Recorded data
▶
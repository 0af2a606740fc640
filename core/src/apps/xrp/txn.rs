// Copyright (c) 2022-2023 The MobileCoin Foundation

//! XRP binary-format transaction decoding.
//!
//! Walks the XRPL canonical field encoding after the 4-byte network
//! prefix: each field carries a 1-3 byte field id (type and field codes),
//! then a type-specific payload. Only the fields of a plain XRP `Payment`
//! are recognised; unknown type or field codes are hard rejects.

use crate::cursor::{Cursor, DecodeError};

/// Network prefix bytes preceding the field stream ("STX\0" for signing)
pub const NETWORK_PREFIX_LEN: usize = 4;

/// `Payment` transaction type
pub const PAYMENT_TXN_TYPE: u16 = 0;

/// Account id length
pub const ACCOUNT_ID_LEN: usize = 20;

/// Compressed signing key length
pub const SIGNING_PUB_KEY_LEN: usize = 33;

// field type codes
const TYPE_INT16: u8 = 1;
const TYPE_INT32: u8 = 2;
const TYPE_AMOUNT: u8 = 6;
const TYPE_BLOB: u8 = 7;
const TYPE_ACCOUNT: u8 = 8;

// field codes within each type
const FIELD_TRANSACTION_TYPE: u8 = 2;
const FIELD_FLAGS: u8 = 2;
const FIELD_SEQUENCE: u8 = 4;
const FIELD_DESTINATION_TAG: u8 = 14;
const FIELD_LAST_LEDGER_SEQUENCE: u8 = 27;
const FIELD_AMOUNT: u8 = 1;
const FIELD_FEE: u8 = 8;
const FIELD_SIGNING_PUB_KEY: u8 = 3;
const FIELD_ACCOUNT: u8 = 1;
const FIELD_DESTINATION: u8 = 3;

/// Decode / validation failures, host-coded via [`TxnError::code`]
#[derive(Copy, Clone, PartialEq, Debug, thiserror::Error)]
pub enum TxnError {
    #[error("structure exceeds the buffer")]
    ReadSizeMismatch,
    #[error("unknown field type code")]
    UnknownFieldType,
    #[error("unknown field code")]
    UnknownFieldCode,
    #[error("token currency amounts not supported")]
    TokenAmountUnsupported,
    #[error("invalid field length")]
    InvalidLength,
    #[error("required field missing")]
    MissingField,
    #[error("transaction type not Payment")]
    UnsupportedTransactionType,
}

impl TxnError {
    /// Stable numeric code reported to the host
    pub fn code(&self) -> u32 {
        match self {
            TxnError::ReadSizeMismatch => 1,
            TxnError::UnknownFieldType => 2,
            TxnError::UnknownFieldCode => 3,
            TxnError::TokenAmountUnsupported => 4,
            TxnError::InvalidLength => 5,
            TxnError::MissingField => 6,
            TxnError::UnsupportedTransactionType => 7,
        }
    }
}

impl From<DecodeError> for TxnError {
    fn from(_: DecodeError) -> Self {
        TxnError::ReadSizeMismatch
    }
}

impl From<TxnError> for crate::error::Error {
    fn from(e: TxnError) -> Self {
        crate::error::Error::InvalidTxn(e.code())
    }
}

/// Decoded unsigned payment
#[derive(Clone, PartialEq, Debug, Default)]
pub struct UnsignedTxn {
    pub transaction_type: u16,
    pub flags: u32,
    pub sequence: u32,
    pub destination_tag: Option<u32>,
    pub last_ledger_sequence: u32,
    pub amount: Option<u64>,
    pub fee: u64,
    pub signing_pub_key: Option<[u8; SIGNING_PUB_KEY_LEN]>,
    pub account: Option<[u8; ACCOUNT_ID_LEN]>,
    pub destination: Option<[u8; ACCOUNT_ID_LEN]>,
}

/// XRPL length prefix: 1-3 bytes depending on the first byte's range
fn read_length(c: &mut Cursor) -> Result<usize, TxnError> {
    let byte1 = c.read_u8()? as usize;
    if byte1 <= 192 {
        Ok(byte1)
    } else if byte1 <= 240 {
        let byte2 = c.read_u8()? as usize;
        Ok(193 + (byte1 - 193) * 256 + byte2)
    } else if byte1 <= 254 {
        let byte2 = c.read_u8()? as usize;
        let byte3 = c.read_u8()? as usize;
        Ok(12481 + (byte1 - 241) * 65536 + byte2 * 256 + byte3)
    } else {
        Err(TxnError::InvalidLength)
    }
}

/// Field id: type and field codes packed into 1-3 bytes
fn read_field_id(c: &mut Cursor) -> Result<(u8, u8), TxnError> {
    let first = c.read_u8()?;
    let high = first >> 4;
    let low = first & 0x0f;

    match (high, low) {
        (0, 0) => {
            let type_code = c.read_u8()?;
            let field_code = c.read_u8()?;
            Ok((type_code, field_code))
        }
        (0, field) => Ok((c.read_u8()?, field)),
        (type_code, 0) => Ok((type_code, c.read_u8()?)),
        (type_code, field) => Ok((type_code, field)),
    }
}

fn read_amount(c: &mut Cursor) -> Result<u64, TxnError> {
    let raw = c.read_u64_be()?;
    if raw >> 63 != 0 {
        // high bit marks a token currency amount
        return Err(TxnError::TokenAmountUnsupported);
    }
    Ok(raw & 0xafff_ffff_ffff_ffff)
}

/// Decode a raw transaction buffer (network prefix included)
pub fn decode(bytes: &[u8]) -> Result<UnsignedTxn, TxnError> {
    let mut c = Cursor::new(bytes);
    c.skip(NETWORK_PREFIX_LEN)?;

    let mut txn = UnsignedTxn::default();

    while !c.is_empty() {
        let (type_code, field_code) = read_field_id(&mut c)?;

        match type_code {
            TYPE_INT16 => {
                let value = c.read_u16_be()?;
                match field_code {
                    FIELD_TRANSACTION_TYPE => txn.transaction_type = value,
                    _ => return Err(TxnError::UnknownFieldCode),
                }
            }
            TYPE_INT32 => {
                let value = c.read_u32_be()?;
                match field_code {
                    FIELD_FLAGS => txn.flags = value,
                    FIELD_SEQUENCE => txn.sequence = value,
                    FIELD_DESTINATION_TAG => txn.destination_tag = Some(value),
                    FIELD_LAST_LEDGER_SEQUENCE => txn.last_ledger_sequence = value,
                    _ => return Err(TxnError::UnknownFieldCode),
                }
            }
            TYPE_AMOUNT => {
                let value = read_amount(&mut c)?;
                match field_code {
                    FIELD_AMOUNT => txn.amount = Some(value),
                    FIELD_FEE => txn.fee = value,
                    _ => return Err(TxnError::UnknownFieldCode),
                }
            }
            TYPE_BLOB => {
                let len = read_length(&mut c)?;
                let data = c.read_bytes(len)?;
                match field_code {
                    FIELD_SIGNING_PUB_KEY => {
                        if len != SIGNING_PUB_KEY_LEN {
                            return Err(TxnError::InvalidLength);
                        }
                        let mut key = [0u8; SIGNING_PUB_KEY_LEN];
                        key.copy_from_slice(data);
                        txn.signing_pub_key = Some(key);
                    }
                    _ => return Err(TxnError::UnknownFieldCode),
                }
            }
            TYPE_ACCOUNT => {
                let len = read_length(&mut c)?;
                let data = c.read_bytes(len)?;
                if len != ACCOUNT_ID_LEN {
                    return Err(TxnError::InvalidLength);
                }
                let mut id = [0u8; ACCOUNT_ID_LEN];
                id.copy_from_slice(data);
                match field_code {
                    FIELD_ACCOUNT => txn.account = Some(id),
                    FIELD_DESTINATION => txn.destination = Some(id),
                    _ => return Err(TxnError::UnknownFieldCode),
                }
            }
            _ => return Err(TxnError::UnknownFieldType),
        }
    }

    Ok(txn)
}

/// Whitelist validation: plain payments only, with the display fields
/// present
pub fn validate(txn: &UnsignedTxn) -> Result<(), TxnError> {
    if txn.transaction_type != PAYMENT_TXN_TYPE {
        return Err(TxnError::UnsupportedTransactionType);
    }
    if txn.destination.is_none() || txn.amount.is_none() || txn.account.is_none() {
        return Err(TxnError::MissingField);
    }
    Ok(())
}

#[cfg(test)]
pub(crate) mod test {
    use super::*;

    /// Serialize a canonical payment (test / host-side helper)
    pub fn build_payment_txn(
        account: [u8; 20],
        destination: [u8; 20],
        amount: u64,
        fee: u64,
        destination_tag: Option<u32>,
    ) -> Vec<u8> {
        let mut out = vec![0x53, 0x54, 0x58, 0x00]; // "STX\0" signing prefix

        // TransactionType = Payment
        out.push((TYPE_INT16 << 4) | FIELD_TRANSACTION_TYPE);
        out.extend_from_slice(&PAYMENT_TXN_TYPE.to_be_bytes());

        // Sequence
        out.push((TYPE_INT32 << 4) | FIELD_SEQUENCE);
        out.extend_from_slice(&7u32.to_be_bytes());

        if let Some(tag) = destination_tag {
            out.push((TYPE_INT32 << 4) | FIELD_DESTINATION_TAG);
            out.extend_from_slice(&tag.to_be_bytes());
        }

        // LastLedgerSequence (field code 27 needs the split encoding)
        out.push(TYPE_INT32 << 4);
        out.push(FIELD_LAST_LEDGER_SEQUENCE);
        out.extend_from_slice(&90_000_000u32.to_be_bytes());

        // Amount, positive-XRP bit set
        out.push((TYPE_AMOUNT << 4) | FIELD_AMOUNT);
        out.extend_from_slice(&(amount | 0x4000_0000_0000_0000).to_be_bytes());

        // Fee
        out.push((TYPE_AMOUNT << 4) | FIELD_FEE);
        out.extend_from_slice(&(fee | 0x4000_0000_0000_0000).to_be_bytes());

        // SigningPubKey
        out.push((TYPE_BLOB << 4) | FIELD_SIGNING_PUB_KEY);
        out.push(SIGNING_PUB_KEY_LEN as u8);
        out.extend_from_slice(&[0x02; SIGNING_PUB_KEY_LEN]);

        // Account + Destination
        out.push((TYPE_ACCOUNT << 4) | FIELD_ACCOUNT);
        out.push(ACCOUNT_ID_LEN as u8);
        out.extend_from_slice(&account);
        out.push((TYPE_ACCOUNT << 4) | FIELD_DESTINATION);
        out.push(ACCOUNT_ID_LEN as u8);
        out.extend_from_slice(&destination);

        out
    }

    #[test]
    fn decode_payment_round_trip() {
        let account = [0x0au8; 20];
        let destination = [0x0bu8; 20];
        let bytes = build_payment_txn(account, destination, 1_500_000, 12, Some(99));

        let txn = decode(&bytes).unwrap();
        validate(&txn).unwrap();

        assert_eq!(txn.transaction_type, PAYMENT_TXN_TYPE);
        assert_eq!(txn.sequence, 7);
        assert_eq!(txn.destination_tag, Some(99));
        assert_eq!(txn.last_ledger_sequence, 90_000_000);
        assert_eq!(txn.amount, Some(1_500_000));
        assert_eq!(txn.fee, 12);
        assert_eq!(txn.account, Some(account));
        assert_eq!(txn.destination, Some(destination));
    }

    #[test]
    fn amount_strips_positive_bit() {
        let bytes = build_payment_txn([1; 20], [2; 20], 42, 10, None);
        let txn = decode(&bytes).unwrap();
        assert_eq!(txn.amount, Some(42));
        assert_eq!(txn.fee, 10);
    }

    #[test]
    fn rejects_token_amount() {
        let mut bytes = build_payment_txn([1; 20], [2; 20], 42, 10, None);
        // set the not-XRP bit on the Amount field; it follows the
        // LastLedgerSequence block in build order
        let amount_off = 4 + 3 + 5 + 6 + 1;
        assert_eq!(bytes[amount_off - 1], (TYPE_AMOUNT << 4) | FIELD_AMOUNT);
        bytes[amount_off] |= 0x80;
        assert_eq!(
            decode(&bytes).unwrap_err(),
            TxnError::TokenAmountUnsupported
        );
    }

    #[test]
    fn rejects_unknown_field() {
        // field id type 3 (unsupported) at the start of the stream
        let bytes = [0x53, 0x54, 0x58, 0x00, 0x31, 0x00, 0x00];
        assert_eq!(decode(&bytes).unwrap_err(), TxnError::UnknownFieldType);
    }

    #[test]
    fn rejects_non_payment() {
        let mut bytes = build_payment_txn([1; 20], [2; 20], 42, 10, None);
        // TransactionType value bytes directly follow the prefix + field id
        bytes[6] = 3;
        let txn = decode(&bytes).unwrap();
        assert_eq!(
            validate(&txn).unwrap_err(),
            TxnError::UnsupportedTransactionType
        );
    }

    #[test]
    fn validate_requires_display_fields() {
        let txn = UnsignedTxn::default();
        assert_eq!(validate(&txn).unwrap_err(), TxnError::MissingField);
    }

    #[test]
    fn truncation_never_panics() {
        let bytes = build_payment_txn([1; 20], [2; 20], 42, 10, Some(7));
        for len in 0..bytes.len() {
            let _ = decode(&bytes[..len]);
        }
        assert!(decode(&bytes).is_ok());
    }
}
◀
In the entries above, please find the line with "match (high, low)" and the line with "FIELD_AMOUNT => txn.amount", then write out exactly those two lines and every line between them, and nothing more.

    match (high, low) {
        (0, 0) => {
            let type_code = c.read_u8()?;
            let field_code = c.read_u8()?;
            Ok((type_code, field_code))
        }
        (0, field) => Ok((c.read_u8()?, field)),
        (type_code, 0) => Ok((type_code, c.read_u8()?)),
        (type_code, field) => Ok((type_code, field)),
    }
}

fn read_amount(c: &mut Cursor) -> Result<u64, TxnError> {
    let raw = c.read_u64_be()?;
    if raw >> 63 != 0 {
        // high bit marks a token currency amount
        return Err(TxnError::TokenAmountUnsupported);
    }
    Ok(raw & 0xafff_ffff_ffff_ffff)
}

/// Decode a raw transaction buffer (network prefix included)
pub fn decode(bytes: &[u8]) -> Result<UnsignedTxn, TxnError> {
    let mut c = Cursor::new(bytes);
    c.skip(NETWORK_PREFIX_LEN)?;

    let mut txn = UnsignedTxn::default();

    while !c.is_empty() {
        let (type_code, field_code) = read_field_id(&mut c)?;

        match type_code {
            TYPE_INT16 => {
                let value = c.read_u16_be()?;
                match field_code {
                    FIELD_TRANSACTION_TYPE => txn.transaction_type = value,
                    _ => return Err(TxnError::UnknownFieldCode),
                }
            }
            TYPE_INT32 => {
                let value = c.read_u32_be()?;
                match field_code {
                    FIELD_FLAGS => txn.flags = value,
                    FIELD_SEQUENCE => txn.sequence = value,
                    FIELD_DESTINATION_TAG => txn.destination_tag = Some(value),
                    FIELD_LAST_LEDGER_SEQUENCE => txn.last_ledger_sequence = value,
                    _ => return Err(TxnError::UnknownFieldCode),
                }
            }
            TYPE_AMOUNT => {
                let value = read_amount(&mut c)?;
                match field_code {
                    FIELD_AMOUNT => txn.amount = Some(value),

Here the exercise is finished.